● **PROBLEM TO SOLVE**
Set down the lines below exactly as they stand, please. Go from the first through the one containing "async fn insert_user(state: &AppState, user: NewUser)".

START EXTRACTED MATERIAL

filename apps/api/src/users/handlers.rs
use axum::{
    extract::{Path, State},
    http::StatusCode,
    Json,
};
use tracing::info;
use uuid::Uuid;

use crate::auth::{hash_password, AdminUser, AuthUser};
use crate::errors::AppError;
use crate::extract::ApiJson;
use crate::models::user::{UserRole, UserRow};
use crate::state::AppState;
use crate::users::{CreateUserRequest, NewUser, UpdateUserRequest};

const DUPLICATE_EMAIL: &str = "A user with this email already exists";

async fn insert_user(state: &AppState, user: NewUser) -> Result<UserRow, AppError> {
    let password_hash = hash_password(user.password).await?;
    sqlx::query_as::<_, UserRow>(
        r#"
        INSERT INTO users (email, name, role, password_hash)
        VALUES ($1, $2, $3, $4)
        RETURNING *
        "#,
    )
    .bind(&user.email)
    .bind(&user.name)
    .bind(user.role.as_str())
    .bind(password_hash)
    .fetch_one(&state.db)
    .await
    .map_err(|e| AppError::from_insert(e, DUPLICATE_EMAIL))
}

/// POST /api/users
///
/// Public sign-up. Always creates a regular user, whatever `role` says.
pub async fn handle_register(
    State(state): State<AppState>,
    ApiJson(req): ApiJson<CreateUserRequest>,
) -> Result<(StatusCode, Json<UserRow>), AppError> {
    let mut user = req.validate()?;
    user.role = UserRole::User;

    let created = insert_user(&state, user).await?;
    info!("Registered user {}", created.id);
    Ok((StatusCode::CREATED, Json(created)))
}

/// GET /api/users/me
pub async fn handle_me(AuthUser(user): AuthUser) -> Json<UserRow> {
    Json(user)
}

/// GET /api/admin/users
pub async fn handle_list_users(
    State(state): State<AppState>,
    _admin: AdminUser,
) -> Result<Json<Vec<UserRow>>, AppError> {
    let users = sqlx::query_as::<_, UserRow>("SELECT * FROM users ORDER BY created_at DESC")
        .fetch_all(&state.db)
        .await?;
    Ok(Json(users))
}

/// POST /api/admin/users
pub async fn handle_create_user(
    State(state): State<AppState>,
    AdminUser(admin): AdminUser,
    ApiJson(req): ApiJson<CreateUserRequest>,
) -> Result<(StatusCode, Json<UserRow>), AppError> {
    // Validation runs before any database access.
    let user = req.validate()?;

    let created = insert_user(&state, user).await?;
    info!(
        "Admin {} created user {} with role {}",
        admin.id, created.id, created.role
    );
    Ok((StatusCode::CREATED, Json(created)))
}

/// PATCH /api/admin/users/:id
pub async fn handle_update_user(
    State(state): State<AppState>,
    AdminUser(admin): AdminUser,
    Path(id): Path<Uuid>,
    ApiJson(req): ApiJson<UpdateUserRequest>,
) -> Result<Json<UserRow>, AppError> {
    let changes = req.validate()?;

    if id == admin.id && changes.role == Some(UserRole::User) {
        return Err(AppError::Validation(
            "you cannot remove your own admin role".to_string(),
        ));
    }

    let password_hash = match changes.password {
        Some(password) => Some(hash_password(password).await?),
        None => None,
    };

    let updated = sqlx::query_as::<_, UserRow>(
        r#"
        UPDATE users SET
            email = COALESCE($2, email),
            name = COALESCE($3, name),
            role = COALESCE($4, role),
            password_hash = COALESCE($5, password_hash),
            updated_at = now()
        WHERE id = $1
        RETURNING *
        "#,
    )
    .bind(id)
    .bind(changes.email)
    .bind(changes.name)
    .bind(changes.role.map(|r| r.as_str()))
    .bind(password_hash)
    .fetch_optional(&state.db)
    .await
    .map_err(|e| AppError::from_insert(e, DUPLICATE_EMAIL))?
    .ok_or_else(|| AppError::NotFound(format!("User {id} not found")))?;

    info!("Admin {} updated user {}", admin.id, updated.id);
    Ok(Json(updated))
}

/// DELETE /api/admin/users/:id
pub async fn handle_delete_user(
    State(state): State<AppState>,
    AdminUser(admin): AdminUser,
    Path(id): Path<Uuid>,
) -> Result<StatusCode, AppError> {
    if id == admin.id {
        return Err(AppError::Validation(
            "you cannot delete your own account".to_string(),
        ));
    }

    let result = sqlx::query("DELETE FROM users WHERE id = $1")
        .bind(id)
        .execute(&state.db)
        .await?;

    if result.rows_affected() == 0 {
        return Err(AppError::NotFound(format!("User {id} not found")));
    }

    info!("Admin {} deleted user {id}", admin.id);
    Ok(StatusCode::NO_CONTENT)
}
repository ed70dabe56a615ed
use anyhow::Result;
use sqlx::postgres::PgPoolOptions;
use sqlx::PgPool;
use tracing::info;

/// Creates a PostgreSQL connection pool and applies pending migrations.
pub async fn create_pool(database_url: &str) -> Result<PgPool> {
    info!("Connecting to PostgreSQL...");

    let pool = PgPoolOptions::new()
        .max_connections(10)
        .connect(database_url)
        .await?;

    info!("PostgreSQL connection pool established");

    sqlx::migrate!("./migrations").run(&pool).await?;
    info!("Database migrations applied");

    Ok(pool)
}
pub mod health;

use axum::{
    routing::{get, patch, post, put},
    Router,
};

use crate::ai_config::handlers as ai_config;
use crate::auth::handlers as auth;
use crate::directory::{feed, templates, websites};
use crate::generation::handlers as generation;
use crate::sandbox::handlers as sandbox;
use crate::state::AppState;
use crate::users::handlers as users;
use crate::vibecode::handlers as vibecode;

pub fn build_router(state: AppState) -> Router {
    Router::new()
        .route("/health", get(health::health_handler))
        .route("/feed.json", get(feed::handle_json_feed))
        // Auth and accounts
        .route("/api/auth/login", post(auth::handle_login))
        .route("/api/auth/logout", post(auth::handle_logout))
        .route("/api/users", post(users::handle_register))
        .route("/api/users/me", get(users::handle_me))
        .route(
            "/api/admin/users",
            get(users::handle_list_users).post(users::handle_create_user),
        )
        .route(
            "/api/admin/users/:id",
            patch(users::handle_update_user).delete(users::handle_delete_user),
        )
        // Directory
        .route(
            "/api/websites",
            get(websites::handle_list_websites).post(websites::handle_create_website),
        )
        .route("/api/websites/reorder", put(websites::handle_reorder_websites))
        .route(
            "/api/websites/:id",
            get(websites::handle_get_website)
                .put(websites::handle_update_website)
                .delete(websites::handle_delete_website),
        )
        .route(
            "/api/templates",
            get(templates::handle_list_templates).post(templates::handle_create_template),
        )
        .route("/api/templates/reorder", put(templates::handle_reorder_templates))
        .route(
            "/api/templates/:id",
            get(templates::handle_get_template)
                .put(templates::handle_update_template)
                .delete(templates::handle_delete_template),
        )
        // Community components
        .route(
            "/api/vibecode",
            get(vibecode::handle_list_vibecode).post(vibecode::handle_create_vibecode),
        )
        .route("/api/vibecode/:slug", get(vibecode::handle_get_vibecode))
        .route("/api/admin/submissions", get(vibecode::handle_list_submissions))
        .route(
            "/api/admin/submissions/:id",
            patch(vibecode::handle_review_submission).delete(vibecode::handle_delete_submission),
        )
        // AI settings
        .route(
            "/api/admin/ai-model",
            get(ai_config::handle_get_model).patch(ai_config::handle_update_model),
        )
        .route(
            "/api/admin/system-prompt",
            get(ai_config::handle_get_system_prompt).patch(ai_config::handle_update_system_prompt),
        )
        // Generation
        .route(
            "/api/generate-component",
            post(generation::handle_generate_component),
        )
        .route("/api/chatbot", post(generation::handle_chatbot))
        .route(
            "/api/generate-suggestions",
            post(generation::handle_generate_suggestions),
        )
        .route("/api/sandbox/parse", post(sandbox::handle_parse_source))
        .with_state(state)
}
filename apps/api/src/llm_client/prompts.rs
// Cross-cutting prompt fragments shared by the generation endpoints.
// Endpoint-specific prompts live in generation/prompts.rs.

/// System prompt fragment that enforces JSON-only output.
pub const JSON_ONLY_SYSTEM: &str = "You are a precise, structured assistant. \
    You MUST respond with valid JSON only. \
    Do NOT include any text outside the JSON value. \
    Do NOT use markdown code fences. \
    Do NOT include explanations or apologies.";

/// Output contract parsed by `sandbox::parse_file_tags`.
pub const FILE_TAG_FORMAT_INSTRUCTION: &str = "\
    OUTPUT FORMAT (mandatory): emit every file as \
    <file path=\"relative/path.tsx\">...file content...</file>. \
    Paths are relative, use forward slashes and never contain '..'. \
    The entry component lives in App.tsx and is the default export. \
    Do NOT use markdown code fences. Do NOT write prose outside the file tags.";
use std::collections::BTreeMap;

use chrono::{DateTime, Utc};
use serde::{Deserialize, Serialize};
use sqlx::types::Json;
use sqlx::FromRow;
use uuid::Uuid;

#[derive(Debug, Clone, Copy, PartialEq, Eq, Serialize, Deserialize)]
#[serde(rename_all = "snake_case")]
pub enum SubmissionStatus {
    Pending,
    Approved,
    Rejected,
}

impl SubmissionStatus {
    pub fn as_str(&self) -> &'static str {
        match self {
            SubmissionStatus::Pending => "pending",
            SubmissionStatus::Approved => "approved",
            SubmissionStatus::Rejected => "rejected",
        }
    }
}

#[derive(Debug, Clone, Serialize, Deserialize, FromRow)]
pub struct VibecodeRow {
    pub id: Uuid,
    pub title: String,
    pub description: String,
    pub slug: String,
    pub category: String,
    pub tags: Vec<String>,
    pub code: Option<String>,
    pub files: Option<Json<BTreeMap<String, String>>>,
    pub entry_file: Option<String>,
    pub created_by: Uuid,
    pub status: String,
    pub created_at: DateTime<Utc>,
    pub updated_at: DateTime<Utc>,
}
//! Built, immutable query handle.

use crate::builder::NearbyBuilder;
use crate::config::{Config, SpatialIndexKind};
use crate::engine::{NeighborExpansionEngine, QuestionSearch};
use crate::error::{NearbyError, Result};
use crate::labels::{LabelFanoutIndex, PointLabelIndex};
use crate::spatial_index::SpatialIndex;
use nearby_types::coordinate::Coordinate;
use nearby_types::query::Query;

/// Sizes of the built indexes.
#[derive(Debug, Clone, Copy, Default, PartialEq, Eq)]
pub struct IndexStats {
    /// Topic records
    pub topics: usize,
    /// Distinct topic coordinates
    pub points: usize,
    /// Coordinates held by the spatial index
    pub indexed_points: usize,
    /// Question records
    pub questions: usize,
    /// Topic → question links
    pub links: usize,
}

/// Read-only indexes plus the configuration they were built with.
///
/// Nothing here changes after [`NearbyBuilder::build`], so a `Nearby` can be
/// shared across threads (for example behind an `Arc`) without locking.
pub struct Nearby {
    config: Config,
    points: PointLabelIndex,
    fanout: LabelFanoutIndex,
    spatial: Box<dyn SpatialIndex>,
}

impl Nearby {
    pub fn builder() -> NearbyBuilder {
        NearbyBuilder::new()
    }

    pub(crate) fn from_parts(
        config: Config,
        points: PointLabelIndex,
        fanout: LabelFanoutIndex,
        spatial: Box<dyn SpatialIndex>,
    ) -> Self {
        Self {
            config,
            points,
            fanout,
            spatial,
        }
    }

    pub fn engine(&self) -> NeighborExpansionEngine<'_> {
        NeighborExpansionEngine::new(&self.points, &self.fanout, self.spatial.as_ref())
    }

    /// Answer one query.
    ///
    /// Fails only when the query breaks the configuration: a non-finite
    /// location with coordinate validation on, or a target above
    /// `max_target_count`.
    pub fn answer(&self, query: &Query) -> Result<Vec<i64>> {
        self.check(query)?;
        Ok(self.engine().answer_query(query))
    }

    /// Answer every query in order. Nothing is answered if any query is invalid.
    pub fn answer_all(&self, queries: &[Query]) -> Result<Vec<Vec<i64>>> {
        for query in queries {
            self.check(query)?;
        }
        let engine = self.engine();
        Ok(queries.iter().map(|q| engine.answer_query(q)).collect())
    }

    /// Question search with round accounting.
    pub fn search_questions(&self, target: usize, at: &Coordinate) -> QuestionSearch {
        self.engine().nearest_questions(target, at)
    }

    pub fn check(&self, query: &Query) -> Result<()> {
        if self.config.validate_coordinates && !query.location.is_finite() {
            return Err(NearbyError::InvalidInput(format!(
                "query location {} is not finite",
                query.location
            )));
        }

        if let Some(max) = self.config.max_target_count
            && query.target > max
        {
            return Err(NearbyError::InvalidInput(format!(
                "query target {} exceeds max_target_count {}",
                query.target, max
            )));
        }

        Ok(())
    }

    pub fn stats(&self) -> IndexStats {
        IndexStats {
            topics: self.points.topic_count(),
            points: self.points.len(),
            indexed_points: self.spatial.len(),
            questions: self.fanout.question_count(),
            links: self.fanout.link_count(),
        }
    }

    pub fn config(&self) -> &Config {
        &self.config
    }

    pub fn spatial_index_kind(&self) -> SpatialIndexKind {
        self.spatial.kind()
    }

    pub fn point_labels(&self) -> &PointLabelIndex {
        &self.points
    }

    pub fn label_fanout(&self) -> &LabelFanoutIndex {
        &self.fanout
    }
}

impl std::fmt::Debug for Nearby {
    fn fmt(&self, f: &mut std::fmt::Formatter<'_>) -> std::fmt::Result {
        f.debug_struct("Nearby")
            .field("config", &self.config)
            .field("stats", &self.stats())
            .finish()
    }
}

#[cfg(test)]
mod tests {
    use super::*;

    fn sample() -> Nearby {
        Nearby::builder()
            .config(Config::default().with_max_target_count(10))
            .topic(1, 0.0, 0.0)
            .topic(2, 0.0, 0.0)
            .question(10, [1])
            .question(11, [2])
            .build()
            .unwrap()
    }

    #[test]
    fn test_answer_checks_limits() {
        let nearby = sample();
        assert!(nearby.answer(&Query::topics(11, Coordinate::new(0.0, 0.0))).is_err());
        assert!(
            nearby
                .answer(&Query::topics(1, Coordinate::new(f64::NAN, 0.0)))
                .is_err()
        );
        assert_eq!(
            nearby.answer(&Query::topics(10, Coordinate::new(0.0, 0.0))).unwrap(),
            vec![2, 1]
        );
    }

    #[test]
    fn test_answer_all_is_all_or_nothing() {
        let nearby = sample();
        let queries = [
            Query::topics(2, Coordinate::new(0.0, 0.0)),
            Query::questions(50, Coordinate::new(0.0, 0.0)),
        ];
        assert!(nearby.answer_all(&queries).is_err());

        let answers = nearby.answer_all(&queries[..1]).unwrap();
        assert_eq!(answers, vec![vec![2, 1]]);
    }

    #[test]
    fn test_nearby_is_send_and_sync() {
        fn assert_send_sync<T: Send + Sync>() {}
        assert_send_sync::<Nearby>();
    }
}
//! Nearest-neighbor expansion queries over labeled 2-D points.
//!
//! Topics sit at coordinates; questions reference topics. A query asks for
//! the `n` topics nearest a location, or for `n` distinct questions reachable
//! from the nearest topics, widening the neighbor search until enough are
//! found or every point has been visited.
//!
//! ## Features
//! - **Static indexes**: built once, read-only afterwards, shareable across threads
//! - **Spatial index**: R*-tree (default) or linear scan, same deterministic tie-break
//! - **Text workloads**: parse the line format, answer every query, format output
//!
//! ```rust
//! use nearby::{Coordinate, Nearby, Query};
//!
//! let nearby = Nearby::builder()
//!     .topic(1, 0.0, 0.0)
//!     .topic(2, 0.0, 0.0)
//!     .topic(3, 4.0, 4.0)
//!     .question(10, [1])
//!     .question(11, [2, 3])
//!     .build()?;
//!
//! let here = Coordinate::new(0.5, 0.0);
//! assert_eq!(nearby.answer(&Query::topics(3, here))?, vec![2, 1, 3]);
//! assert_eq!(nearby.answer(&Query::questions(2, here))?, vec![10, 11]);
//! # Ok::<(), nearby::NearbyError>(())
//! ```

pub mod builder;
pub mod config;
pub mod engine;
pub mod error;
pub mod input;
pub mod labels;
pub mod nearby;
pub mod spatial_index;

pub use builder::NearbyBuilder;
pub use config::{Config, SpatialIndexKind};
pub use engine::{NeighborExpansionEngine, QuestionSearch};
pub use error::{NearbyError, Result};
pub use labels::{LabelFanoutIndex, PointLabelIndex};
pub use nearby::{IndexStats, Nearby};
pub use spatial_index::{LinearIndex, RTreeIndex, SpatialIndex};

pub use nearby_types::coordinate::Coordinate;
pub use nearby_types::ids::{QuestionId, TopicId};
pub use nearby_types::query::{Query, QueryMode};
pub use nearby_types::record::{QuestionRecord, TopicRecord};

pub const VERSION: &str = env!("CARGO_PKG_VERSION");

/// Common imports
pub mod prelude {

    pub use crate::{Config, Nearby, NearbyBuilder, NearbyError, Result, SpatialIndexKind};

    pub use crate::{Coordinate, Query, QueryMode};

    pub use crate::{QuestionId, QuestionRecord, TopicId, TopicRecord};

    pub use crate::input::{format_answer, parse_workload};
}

END EXTRACTED MATERIAL

● **RESPONSE BOX**
filename apps/api/src/users/handlers.rs
use axum::{
    extract::{Path, State},
    http::StatusCode,
    Json,
};
use tracing::info;
use uuid::Uuid;

use crate::auth::{hash_password, AdminUser, AuthUser};
use crate::errors::AppError;
use crate::extract::ApiJson;
use crate::models::user::{UserRole, UserRow};
use crate::state::AppState;
use crate::users::{CreateUserRequest, NewUser, UpdateUserRequest};

const DUPLICATE_EMAIL: &str = "A user with this email already exists";

async fn insert_user(state: &AppState, user: NewUser) -> Result<UserRow, AppError> {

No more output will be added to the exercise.